PDGFR Signaling Mediates Hyperproliferation and Fibrotic Responses of Subsynovial Connective Tissue Cells in Idiopathic Carpal Tunnel Syndrome

Fibrosis of the subsynovial connective tissue (SSCT) is a pathognomonic change in carpal tunnel syndrome (CTS). Identification of molecular targets and anti-fibrotic therapies could provide new treatment strategies for CTS. The contribution of SSCT cells to fibrosis and the signaling pathways that initiate and aggravate fibrosis in CTS remain unknown. Here we report that platelet-derived growth factor receptor alpha (PDGFRα) positive ( + ) cells accumulate in CTS SSCT and that the presence of fibrotic growth factor, PDGF-AA, results in increased proliferation of PDGFRα+ cells via PI3K/Akt signaling pathway. Although PI3K inhibition decreased proliferation, there was no change in fibrosis-related gene expression. Indeed, protein levels of fibrosis signaling mediator TGF-β remained the same and the second messenger, Smad2/3, accumulated in the nucleus. In contrast AMP-activated protein kinase (AMPK) activation, which can be induced with metformin and AICAR inhibited proliferation, TGF-β expression, and altered cell morphology in SSCT cells.

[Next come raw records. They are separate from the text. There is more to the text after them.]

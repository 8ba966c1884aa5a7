//! Rendering module
//!
//! The simulation never draws. Once per frame the game hands a
//! [`RenderSnapshot`] to a [`RenderSink`]; the browser build paints it on a
//! 2D canvas, the native demo logs it.

#[cfg(target_arch = "wasm32")]
pub mod canvas;
pub mod hud;
pub mod shapes;

#[cfg(target_arch = "wasm32")]
pub use canvas::CanvasRenderer;
pub use hud::{Hud, HudUpdate, Overlay};

use crate::fx::{Particle, Star};
use crate::sim::{DifficultyLabel, GameStatus, Obstacle, Player, RunSummary, Tuning};

/// Everything a sink needs to draw one frame
#[derive(Debug, Clone, Copy)]
pub struct RenderSnapshot<'a> {
    pub tuning: &'a Tuning,
    pub status: GameStatus,
    pub player: Player,
    pub obstacles: &'a [Obstacle],
    pub particles: &'a [Particle],
    pub stars: &'a [Star],
    pub score: u32,
    pub high_score: u32,
    pub difficulty: DifficultyLabel,
    pub last_run: Option<RunSummary>,
    /// Frames since the last reset, drives background scroll
    pub frame: u64,
}

impl RenderSnapshot<'_> {
    /// The ship is hidden once it has exploded
    #[inline]
    pub fn ship_visible(&self) -> bool {
        self.status != GameStatus::GameOver
    }
}

/// Consumer of per-frame snapshots
pub trait RenderSink {
    fn draw(&mut self, snapshot: &RenderSnapshot<'_>);
}

/// Headless sink that logs a status line every `every` frames
#[derive(Debug, Clone)]
pub struct LogSink {
    every: u64,
    frames: u64,
}

impl LogSink {
    pub fn new(every: u64) -> Self {
        Self {
            every: every.max(1),
            frames: 0,
        }
    }

    /// Frames drawn so far
    pub fn frames(&self) -> u64 {
        self.frames
    }
}

impl RenderSink for LogSink {
    fn draw(&mut self, snapshot: &RenderSnapshot<'_>) {
        self.frames += 1;
        if self.frames % self.every != 0 {
            return;
        }
        log::info!(
            "[{:?}] y={:.1} v={:.2} obstacles={} particles={} score={} best={} {}",
            snapshot.status,
            snapshot.player.y,
            snapshot.player.velocity,
            snapshot.obstacles.len(),
            snapshot.particles.len(),
            snapshot.score,
            snapshot.high_score,
            snapshot.difficulty.as_str()
        );
    }
}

Further we show that AMPK activation by metformin reduced collagen III levels and the ratio of Collagen I to Collagen III. Both AICAR and metformin reduced F-actin and significantly reduced the fiber cross alignment. Our results suggest that PDGFRa signaling may be an important fibrosis target and that activators of AMPK, may be an important therapeutic approach for treating CTS.